Greek President and Prime Minister- 1974 Turkish invasion of Cyprus

20 July 1974- Black Day for Cyprus as Turkey begins their invasion

20 July 1974- Black Day for Cyprus as Turkey begins their invasion

“This year, on the sad anniversary of the 20th of July, we are facing an unprecedentedly escalating Turkish aggression, which is manifesting itself throughout the Eastern Mediterranean region,” President Katerina Sakellaropoulou said in her statement on the 46th anniversary of the Turkish invasion of Cyprus.

At the same time, she underlined that “we are also facing the recent conversion of Hagia Sophia into a mosque. A decision that deeply hurts not only Hellenism, but also those who believe that this top symbol of Christianity belongs to humanity and the world cultural heritage, and that distances Turkey from the values of the secular state and the principles of tolerance and pluralism.”

“Against the illegal behaviour of Turkey, we propose the legitimacy, the close cooperation and the constant coordination of Greece and Cyprus. Against the actions that endanger peace and stability, Greece and Cyprus strengthen regional cooperation, which contributes decisively to the development and prosperity of our wider region,” the President of the Republic pointed out.

“We are working with unwavering commitment to the fundamental principles of International Law and the Law of the Sea, with a commitment to the unwavering national goal and priority that always was and remains to be the finding of an agreed, just and lasting solution to the Cyprus issue, based on the decisions of the UN Security Council and the UN acquis throughout the territory of Cyprus.”

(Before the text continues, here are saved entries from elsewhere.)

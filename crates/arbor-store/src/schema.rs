//! Schema definition and idempotent migrations

use rusqlite::Connection;

use crate::StoreError;

/// Migration statements, applied in order on every startup. Statements
/// deliberately omit `IF NOT EXISTS`: re-runs surface "already exists"
/// errors, which are swallowed below, and anything else is logged without
/// aborting startup.
pub const MIGRATIONS: &[&str] = &[
    "CREATE TABLE nodes (
        id TEXT PRIMARY KEY,
        name TEXT NOT NULL,
        node_type TEXT NOT NULL,
        language TEXT NOT NULL,
        file_path TEXT NOT NULL,
        start_line INTEGER NOT NULL,
        end_line INTEGER NOT NULL,
        start_col INTEGER NOT NULL,
        end_col INTEGER NOT NULL,
        content TEXT NOT NULL,
        signature TEXT,
        doc_comment TEXT NOT NULL DEFAULT '',
        annotations TEXT NOT NULL DEFAULT '{}',
        embedding BLOB,
        complexity REAL
    )",
    "CREATE TABLE edges (
        id TEXT PRIMARY KEY,
        from_id TEXT NOT NULL,
        to_id TEXT NOT NULL,
        edge_type TEXT NOT NULL,
        weight REAL NOT NULL DEFAULT 1.0
    )",
    "CREATE TABLE file_metadata (
        file_path TEXT PRIMARY KEY,
        content_hash TEXT NOT NULL,
        mod_time INTEGER NOT NULL,
        indexed_at TEXT NOT NULL,
        node_count INTEGER NOT NULL,
        edge_count INTEGER NOT NULL,
        file_size INTEGER NOT NULL,
        language TEXT NOT NULL
    )",
    "CREATE INDEX idx_nodes_file_path ON nodes(file_path)",
    "CREATE INDEX idx_nodes_name ON nodes(name)",
    "CREATE INDEX idx_nodes_node_type ON nodes(node_type)",
    "CREATE INDEX idx_edges_from ON edges(from_id)",
    "CREATE INDEX idx_edges_to ON edges(to_id)",
    "CREATE INDEX idx_edges_type ON edges(edge_type)",
    "CREATE INDEX idx_edges_from_type ON edges(from_id, edge_type)",
    "CREATE INDEX idx_edges_to_type ON edges(to_id, edge_type)",
];

fn is_benign(message: &str) -> bool {
    let message = message.to_ascii_lowercase();
    message.contains("already exists")
        || message.contains("already defined")
        || message.contains("duplicate")
}

/// Apply all migrations. Benign re-run errors are swallowed; others are
/// logged as warnings and startup continues.
pub fn run_migrations(conn: &Connection) -> Result<(), StoreError> {
    for statement in MIGRATIONS {
        match conn.execute_batch(statement) {
            Ok(()) => {}
            Err(e) if is_benign(&e.to_string()) => {
                tracing::debug!("migration already applied: {}", e);
            }
            Err(e) => {
                tracing::warn!("migration failed (continuing): {}", e);
            }
        }
    }
    Ok(())
}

Referring to the Cyprus problem, she underlined that we are seeking  “a solution that will finally free Cyprus from the Turkish occupation troops and will abolish the, according to common international confession, unsustainable system of guarantees and the right of third parties to intervene in the affairs of the Republic of Cyprus.”

At the same time, she reminded: “Forty-six years have passed since the Turkish invasion of Cyprus, and the pain remains undiminished. We do not forget the autrocity of the Turkish invasion. We do not forget its criminal, chronic consequences: the uprooting and exile, the ongoing drama of the families of the missing, the massive violation of human rights, the looting of cultural monuments, the violent separation of Greek Cypriots and Turkish Cypriots. We do not forget that, 46 years later, the Turkish occupation continues.”

“Greece always remembers and honours the victims of the Turkish invasion, the missing and living Cypriots and Greeks, who in 1974 bravely and vigorously defended the freedom of Cyprus from the Turkish invader,” Sakellaropoulou concluded.

“Forty-six years after the Turkish invasion, the wound of Cyprus still bleeds,” Prime Minister Kyriakos Mitsotakis said.

“Unfortunately, the sky of the entire region is being filled by more and more clouds of provocations by the same culprit,” Mitsotakis added.

“A series of aggressive actions are now being added to the illegal occupation of European territory, challenging the sovereign rights of Greece and the Republic of Cyprus. Acts that violate international law, landmines for stability and security in the Mediterranean. Also unhistorical decisions, insults to the global culture, such as the conversion of Hagia Sophia into a mosque. The anniversary of shame, instead of provoking a redemptive self-criticism in Turkey, finds it slipping further from legitimacy, Europe and the values of the 21st century. In the face of these events, Hellenism reacts with maturity and determination, with faith in justice and the resumption of a dialogue that will bring a lasting solution to the island…” the PM noted.

“Forty-six years later, we do not forget the slogan ‘I do not forget.’ We are fighting for a united and European Cyprus. For a Greece that will progress with the law as its compass, in harmony with its neighbours. And for a Mediterranean of fertile peace. Forty-six years later, we will not allow forgetting to become an obstacle to a solution,” Mitsotakis concluded.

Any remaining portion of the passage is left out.